Segment Start: Data section

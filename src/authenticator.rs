use log::{debug, warn};
use scraper::{Html, Selector};
use url::Url;

use crate::{
    auth_error::AuthError,
    config::Credentials,
    requests::Session,
    text_manipulators::{extract_text, input_value},
};

const TOKEN_FIELD: &str = "token";
// Only the login form renders this field; seeing it after the POST means
// the server sent us back to the login page.
const PASSWORD_FIELD_MARKER: &str = "pma_password";
const GENERIC_REJECTION: &str = "Incorrect username/password.";

#[derive(Debug)]
pub struct Authenticator {
    pub login_url: Url,
}

impl Authenticator {
    pub fn new(login_url: Url) -> Self {
        Self { login_url }
    }

    /// Logs `session` in. On success the session's cookie jar holds whatever
    /// the server set, and later requests are authenticated.
    pub async fn authenticate(
        &self,
        session: &Session,
        credentials: &Credentials,
    ) -> Result<(), AuthError> {
        println!("[1] Getting login token...");
        let login_page = session.fetch_url_body(self.login_url.clone()).await?;
        let token = extract_login_token(&login_page).ok_or(AuthError::TokenNotFound)?;
        println!("[2] Login token extracted.");

        let form = [
            ("pma_username", credentials.username.as_str()),
            ("pma_password", credentials.password.as_str()),
            ("server", "1"),
            ("target", "index.php"),
            ("token", token.as_str()),
        ];

        println!("[3] Submitting login form...");
        debug!("posting login form to {}", self.login_url);
        let body = session.post_form(self.login_url.clone(), &form).await?;

        if let Some(message) = login_rejection(&body) {
            warn!("login rejected by {}", self.login_url);
            return Err(AuthError::Rejected(message));
        }

        println!("[4] Login successful!");
        Ok(())
    }
}

/// The one-time token from the login form, if present and non-empty.
pub fn extract_login_token(html: &str) -> Option<String> {
    let document = Html::parse_document(html);
    input_value(&document, TOKEN_FIELD).filter(|token| !token.is_empty())
}

/// `Some(message)` when `html` is still the login page, i.e. the login was
/// refused. The message comes from the page's error box when it has one.
pub fn login_rejection(html: &str) -> Option<String> {
    if !html.contains(PASSWORD_FIELD_MARKER) {
        return None;
    }

    let document = Html::parse_document(html);
    let error_selector = Selector::parse("div.error").unwrap();
    let message = document
        .select(&error_selector)
        .next()
        .map(extract_text)
        .filter(|text| !text.is_empty())
        .unwrap_or_else(|| GENERIC_REJECTION.to_string());
    Some(message)
}

#[cfg(test)]
mod tests {
    use super::*;

    #[test]
    fn extracts_token_value_exactly() {
        let html = r#"<form><input type="hidden" name="token" value="T"></form>"#;
        assert_eq!(extract_login_token(html).as_deref(), Some("T"));
    }

    #[test]
    fn missing_token_input_yields_none() {
        let html = r#"<form><input name="pma_username"></form>"#;
        assert_eq!(extract_login_token(html), None);
    }

    #[test]
    fn empty_token_value_yields_none() {
        let html = r#"<input name="token" value="">"#;
        assert_eq!(extract_login_token(html), None);
    }

    #[test]
    fn login_page_with_error_box_is_rejected_with_its_text() {
        let html = r#"
            <div class="error">  Cannot log in to the MySQL server </div>
            <input type="password" name="pma_password">
        "#;
        assert_eq!(
            login_rejection(html).as_deref(),
            Some("Cannot log in to the MySQL server")
        );
    }

    #[test]
    fn error_box_text_spread_over_lines_is_collapsed() {
        let html = r#"
            <div class="alert alert-danger error" role="alert">
              <img src="themes/dot.gif" class="icon ic_s_error">
              mysqli::real_connect():
                (HY000/1045): <strong>Access denied</strong>
            </div>
            <input type="password" name="pma_password">
        "#;
        assert_eq!(
            login_rejection(html).as_deref(),
            Some("mysqli::real_connect(): (HY000/1045): Access denied")
        );
    }

    #[test]
    fn login_page_without_error_box_falls_back_to_generic_message() {
        let html = r#"<input type="password" name="pma_password">"#;
        assert_eq!(
            login_rejection(html).as_deref(),
            Some("Incorrect username/password.")
        );
    }

    #[test]
    fn page_without_password_field_is_accepted() {
        let html = r#"<div class="error">stale</div><a href="index.php?route=/">Home</a>"#;
        assert_eq!(login_rejection(html), None);
    }
}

Segment End: Data section

**Work required**
Retype the listing above, exactly and in full.

**Written response**
filename src/authenticator.rs
use log::{debug, warn};
use scraper::{Html, Selector};
use url::Url;

use crate::{
    auth_error::AuthError,
    config::Credentials,
    requests::Session,
    text_manipulators::{extract_text, input_value},
};

const TOKEN_FIELD: &str = "token";
// Only the login form renders this field; seeing it after the POST means
// the server sent us back to the login page.
const PASSWORD_FIELD_MARKER: &str = "pma_password";
const GENERIC_REJECTION: &str = "Incorrect username/password.";

#[derive(Debug)]
pub struct Authenticator {
    pub login_url: Url,
}

impl Authenticator {
    pub fn new(login_url: Url) -> Self {
        Self { login_url }
    }

    /// Logs `session` in. On success the session's cookie jar holds whatever
    /// the server set, and later requests are authenticated.
    pub async fn authenticate(
        &self,
        session: &Session,
        credentials: &Credentials,
    ) -> Result<(), AuthError> {
        println!("[1] Getting login token...");
        let login_page = session.fetch_url_body(self.login_url.clone()).await?;
        let token = extract_login_token(&login_page).ok_or(AuthError::TokenNotFound)?;
        println!("[2] Login token extracted.");

        let form = [
            ("pma_username", credentials.username.as_str()),
            ("pma_password", credentials.password.as_str()),
            ("server", "1"),
            ("target", "index.php"),
            ("token", token.as_str()),
        ];

        println!("[3] Submitting login form...");
        debug!("posting login form to {}", self.login_url);
        let body = session.post_form(self.login_url.clone(), &form).await?;

        if let Some(message) = login_rejection(&body) {
            warn!("login rejected by {}", self.login_url);
            return Err(AuthError::Rejected(message));
        }

        println!("[4] Login successful!");
        Ok(())
    }
}

/// The one-time token from the login form, if present and non-empty.
pub fn extract_login_token(html: &str) -> Option<String> {
    let document = Html::parse_document(html);
    input_value(&document, TOKEN_FIELD).filter(|token| !token.is_empty())
}

/// `Some(message)` when `html` is still the login page, i.e. the login was
/// refused. The message comes from the page's error box when it has one.
pub fn login_rejection(html: &str) -> Option<String> {
    if !html.contains(PASSWORD_FIELD_MARKER) {
        return None;
    }

    let document = Html::parse_document(html);
    let error_selector = Selector::parse("div.error").unwrap();
    let message = document
        .select(&error_selector)
        .next()
        .map(extract_text)
        .filter(|text| !text.is_empty())
        .unwrap_or_else(|| GENERIC_REJECTION.to_string());
    Some(message)
}

#[cfg(test)]
mod tests {
    use super::*;

    #[test]
    fn extracts_token_value_exactly() {
        let html = r#"<form><input type="hidden" name="token" value="T"></form>"#;
        assert_eq!(extract_login_token(html).as_deref(), Some("T"));
    }

    #[test]
    fn missing_token_input_yields_none() {
        let html = r#"<form><input name="pma_username"></form>"#;
        assert_eq!(extract_login_token(html), None);
    }

    #[test]
    fn empty_token_value_yields_none() {
        let html = r#"<input name="token" value="">"#;
        assert_eq!(extract_login_token(html), None);
    }

    #[test]
    fn login_page_with_error_box_is_rejected_with_its_text() {
        let html = r#"
            <div class="error">  Cannot log in to the MySQL server </div>
            <input type="password" name="pma_password">
        "#;
        assert_eq!(
            login_rejection(html).as_deref(),
            Some("Cannot log in to the MySQL server")
        );
    }

    #[test]
    fn error_box_text_spread_over_lines_is_collapsed() {
        let html = r#"
            <div class="alert alert-danger error" role="alert">
              <img src="themes/dot.gif" class="icon ic_s_error">
              mysqli::real_connect():
                (HY000/1045): <strong>Access denied</strong>
            </div>
            <input type="password" name="pma_password">
        "#;
        assert_eq!(
            login_rejection(html).as_deref(),
            Some("mysqli::real_connect(): (HY000/1045): Access denied")
        );
    }

    #[test]
    fn login_page_without_error_box_falls_back_to_generic_message() {
        let html = r#"<input type="password" name="pma_password">"#;
        assert_eq!(
            login_rejection(html).as_deref(),
            Some("Incorrect username/password.")
        );
    }

    #[test]
    fn page_without_password_field_is_accepted() {
        let html = r#"<div class="error">stale</div><a href="index.php?route=/">Home</a>"#;
        assert_eq!(login_rejection(html), None);
    }
}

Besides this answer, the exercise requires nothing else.